Cuando estaba en el instituto, un profesor nos ... tranquilizaba respecto a la crisis. Él opinaba que, tal y como evolucionaba el asunto, para cuando saliésemos al mercado de trabajo estaríamos acabando de recuperarnos de la recesión en España. A los 23 no acabo de verlo, porque lo que él no podía calcular era que vendría otra, como las réplicas de un terremoto, como las grandes olas que rastrillan las playas tras un tsunami.

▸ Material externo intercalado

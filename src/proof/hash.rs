//! Content hash of a proof, used as its on-chain key.

use alloy_primitives::keccak256;
use serde_json::Value;

use crate::proof::Proof;
use crate::types::ProofHash;

/// Compact JSON form of the proof, keys in the producer's order.
pub fn canonical_json(proof: &Proof) -> String { Value::Object(proof.body().clone()).to_string() }

/// keccak-256 over the UTF-8 bytes of [`canonical_json`].
///
/// The digest follows the producer's key order: the same fields in a
/// different order hash differently.
///
/// Numbers are written the way serde_json writes them, which is not always
/// how a JS `JSON.stringify` producer writes them. `1.0` stays `1.0` where JS
/// writes `1`, and integers beyond `u64` come out in float exponent form
/// without the `+` sign. A proof carrying such numbers can hash differently
/// here than in the producer. Anon Aadhaar proofs keep their numeric data
/// inside the `pcd` string, so they are not affected.
pub fn compute_hash(proof: &Proof) -> ProofHash {
    ProofHash(keccak256(canonical_json(proof).as_bytes()))
}
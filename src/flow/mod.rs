//! User-facing flows built on the gateways.

pub mod submission;
pub mod verification;

pub use submission::{
    HistoryEntry, Progress, Step, SubmissionFlow, SubmissionState, ALREADY_STORED_NOTICE,
};
pub use verification::{VerificationErrorKind, VerificationFlow, VerificationStatus};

Quizás la política de hace, digamos, 40 años, tampoco pensaba en las réplicas de lo que estaba haciendo entonces. Hoy ese grano de descontento es un árbol frondoso en Cataluña, pero no arroja ningún fruto sano. El resentimiento solo ha producido una fruta que lleva nombres de libertad, que unos y otros agitan como bandera, pero emponzoñada de términos que hace mucho que olvidaron a su referente.
Y mientras, los jóvenes vegetan, o se comen el fruto. A veces al comérselo queman contenedores. Y otras veces, al morder la libertad, se ven transportados a otro país, a falta de querer fabricarse uno. No se marchan, emigran, a veces para extrañar a su patria tanto como pájaros forzados a buscar climas más cálidos, pero sin la esperanza del verano. Igual de pobres, llevan lo puesto, en el fondo, aunque sea de manera menos lírica, vistan ropa bien y mantengan un Instagram cuidado y un perfil en LinkedIn, por aquello de que las prácticas siempre llaman dos veces.
Hace unos meses, en Madrid, me sentí provinciana e indignada cuando me pidieron 2,50 euros por una caña proclamando que era barata. «Hombre, barata, barata, tampoco...», reí forzadamente. De acuerdo, la iba a pagar igual, pero que no me vendiera la moto de que era barata. Eso me enervaba profundamente. «Si ahora los estudiantes no tenéis problema, ¡os lo pagan todo los padres!», sentenció el señor, con una superioridad jovial que venía a decirme «te jodes».
Cesare Pavese, en un momento de despecho, fantaseaba con lo estético que sería acompañar la abyección moral con una material, y hablaba de unos zapatos rotos. Pero esa agradable simetría tampoco nos pasa, tenemos una sociedad de mascarada. Tenemos una España en la que se puede ser pobre con zapatos nuevos y muchos ministerios. La clave son unos padres comprensivos y un sentimiento de culpa obligado. Y la queja, oh, claro, como la que esgrimo yo ahora. Pero me parece un grito lógico, porque hemos aprendido sobre cosas que no nos estará permitido hacer hasta que peinemos canas, si no claudicamos antes para trabajar donde sea, convertirnos en mileuristas antes de los 30 y pensar en alquilarnos una vida.